One automatic question could be: can we have KUIT as option, default off? In
KDE 4 this was not even technically possible, due to one ugly design problem
of i18n(), but I plan to deal with this problem in KDE 5; so it should be
technically possible. But, given the usage statistics above, I'm not sure if
it makes sense spending time on this. (There would also have to be some
redesign, making everything stricter, e.g. automatic escaping on
substitution and no mixing with Qt rich text. This means that current KUIT
users who would like to continue to use it, would have to do some manual
checking and modification in existing code.)
--
Chusslove Illich (Часлав Илић)
I confirm. They are used much more than tags, and have no problems on their
own; they are simply useful whenever present. They would only have no
functional effect any more (this means dropping /format modifier too).

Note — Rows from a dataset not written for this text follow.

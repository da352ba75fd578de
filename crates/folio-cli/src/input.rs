//! Portfolio and configuration file loading.

use std::fs;
use std::io::Read;
use std::path::Path;

use folio_metrics::{Asset, MetricsConfig, Portfolio};
use serde::Deserialize;
use tracing::{debug, info};

use crate::error::{CliError, CliResult};

/// Accepted JSON layouts: a bare asset array or a named portfolio object.
#[derive(Deserialize)]
#[serde(untagged)]
enum PortfolioFile {
    Assets(Vec<Asset>),
    Named(Portfolio),
}

/// Loads a portfolio from a `.json` or `.csv` file.
///
/// Unnamed portfolios take the file stem as their name.
pub fn load_portfolio(path: &Path) -> CliResult<Portfolio> {
    let display = path.display().to_string();
    let extension = path
        .extension()
        .and_then(|e| e.to_str())
        .map(str::to_ascii_lowercase)
        .unwrap_or_default();

    let mut portfolio = match extension.as_str() {
        "json" => parse_json(&fs::read_to_string(path)?, &display)?,
        "csv" => parse_csv(fs::File::open(path)?, &display)?,
        other => return Err(CliError::UnsupportedFormat(other.to_string())),
    };

    if portfolio.name.is_empty() {
        if let Some(stem) = path.file_stem().and_then(|s| s.to_str()) {
            portfolio.name = stem.to_string();
        }
    }

    info!(path = %path.display(), assets = portfolio.asset_count(), "loaded portfolio");
    Ok(portfolio)
}

/// Parses a JSON portfolio.
pub fn parse_json(content: &str, source: &str) -> CliResult<Portfolio> {
    let file: PortfolioFile =
        serde_json::from_str(content).map_err(|e| CliError::parse(source, e))?;

    Ok(match file {
        PortfolioFile::Assets(assets) => Portfolio::from(assets),
        PortfolioFile::Named(portfolio) => portfolio,
    })
}

/// Parses a CSV portfolio with a header row.
///
/// Columns: `symbol,shares,purchase_price,current_price[,dividend_yield]`
/// (camelCase headers are accepted too).
pub fn parse_csv<R: Read>(reader: R, source: &str) -> CliResult<Portfolio> {
    let mut rdr = csv::ReaderBuilder::new()
        .trim(csv::Trim::All)
        .from_reader(reader);

    let assets = rdr
        .deserialize::<Asset>()
        .enumerate()
        .map(|(row, record)| {
            record.map_err(|e| CliError::parse(source, format!("row {}: {e}", row + 1)))
        })
        .collect::<CliResult<Vec<_>>>()?;

    debug!(rows = assets.len(), "parsed csv portfolio");
    Ok(Portfolio::from(assets))
}

/// Loads a TOML metrics configuration. Missing keys keep their defaults.
pub fn load_config(path: &Path) -> CliResult<MetricsConfig> {
    let content = fs::read_to_string(path)?;
    let config: MetricsConfig =
        toml::from_str(&content).map_err(|e| CliError::parse(path.display().to_string(), e))?;

    debug!(?config, "loaded metrics config");
    Ok(config)
}

#[cfg(test)]
mod tests {
    use super::*;
    use rust_decimal::Decimal;

    #[test]
    fn test_parse_json_array() {
        let json = r#"[
            {"symbol": "AAPL", "shares": 10, "purchasePrice": 150.0, "currentPrice": 175.5},
            {"symbol": "MSFT", "shares": 15, "purchase_price": 300, "current_price": 380}
        ]"#;
        let portfolio = parse_json(json, "test").unwrap();

        assert!(portfolio.name.is_empty());
        assert_eq!(portfolio.asset_count(), 2);
        assert_eq!(portfolio.assets[1].current_price, Decimal::from(380));
    }

    #[test]
    fn test_parse_json_named() {
        let json = r#"{"name": "Retirement", "assets": [
            {"symbol": "VTI", "shares": 3, "purchasePrice": 200, "currentPrice": 250}
        ]}"#;
        let portfolio = parse_json(json, "test").unwrap();

        assert_eq!(portfolio.name, "Retirement");
        assert_eq!(portfolio.assets[0].symbol, "VTI");
    }

    #[test]
    fn test_parse_json_empty_array() {
        let portfolio = parse_json("[]", "test").unwrap();
        assert!(portfolio.is_empty());
    }

    #[test]
    fn test_parse_json_invalid() {
        let err = parse_json(r#"[{"symbol": "X"}]"#, "bad.json").unwrap_err();
        assert!(err.to_string().contains("bad.json"));
    }

    #[test]
    fn test_parse_csv() {
        let csv = "symbol, shares, purchase_price, current_price, dividend_yield\n\
                   AAPL, 10, 150, 175.5, 0.5\n\
                   GIFT, 4, 0, 12,\n";
        let portfolio = parse_csv(csv.as_bytes(), "test").unwrap();

        assert_eq!(portfolio.asset_count(), 2);
        assert_eq!(portfolio.assets[0].symbol, "AAPL");
        assert!(portfolio.assets[0].dividend_yield.is_some());
        assert!(portfolio.assets[1].dividend_yield.is_none());
        assert_eq!(portfolio.assets[1].purchase_price, Decimal::ZERO);
    }

    #[test]
    fn test_parse_csv_camel_case_headers() {
        let csv = "symbol,shares,purchasePrice,currentPrice\nX,1,2,3\n";
        let portfolio = parse_csv(csv.as_bytes(), "test").unwrap();
        assert_eq!(portfolio.assets[0].current_price, Decimal::from(3));
    }

    #[test]
    fn test_parse_csv_bad_row() {
        let csv = "symbol,shares,purchase_price,current_price\nX,abc,2,3\n";
        let err = parse_csv(csv.as_bytes(), "holdings.csv").unwrap_err();
        assert!(err.to_string().contains("row 1"));
    }
}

Personally, I have put a lot of time and effort into adding KUIT into my projects
over the years and think it is a great help, even if just for the developers to understand
how the strings are being used.
True, the semantic tags are harder to use and understand for me in the more complex cases.
Sometimes I'm afraid to touch since I'm not sure the implictions of my change.
I'm really surprised at this proposal.
I'm not getting what's broken nor what's causing problems.
I hope we had a small misunderstanding here. David's earlier message was
precisely to clear that up.
What I want to remove are only in-text tags (like <filename>, <emphasis>,
etc). In-context markers (like @action:button, @option:check, etc) would
certainly remain. There is no technical reason to remove them, and they are
used much more than tags. E.g. in kdepim and kdepimlibs, 16.7% of all
messages have context markers, whereas 1.7% have text tags (6.4%/0.6% for
whole of "trunk"). In fact, context markers can be used as-is in any i18n
system with Gettext-like lookup key semantics.
Is it sufficiently less bad now, or should I address your other points? :)
The original intention of enabling consistent formatting of displayed text
via semantic tags seems a very desirable one. Removing the tags seems to
imply that KDE would abandon the aim of presenting a consistent interface
for such items. If an inconsistent interface is generally considered
acceptable, then I can live with it. But if we really want to try to make
these interface elements consistent, we shouldn't drop the existing scheme
without first considering what might replace it.
Removing the functional effects which context markers have, including the
/format modifiers, might have a significant effect if this makes
everything plain text rather than rich text, so at first sight I'm not too
keen on this idea.
--
David Jarvie.
KDE developer.
KAlarm author - http://www.astrojar.org.uk/kalarm
Based on the (lack of) usage so far, I would say that inconsistent UI text
markup is considered acceptable. Or at least too small an issue to be worth
bothering with.
It occured to me that I could examine usage-over-time statistics, since KDE
4.0. Here is the percentage of strings in core (SC) modules containing KUIT
markup, in 6-month steps:
2008-01-01 0.28%
2008-06-01 0.32%
2009-01-01 0.36%
2009-06-01 0.41%
2010-01-01 0.42%
2010-06-01 0.41%
2011-01-01 0.49%
2011-06-01 0.49%
2012-01-01 0.60%
While there is some rise in usage, I would consider a 0.32% rise in 4 years
to support the "tolerable inconsistency" conclusion above.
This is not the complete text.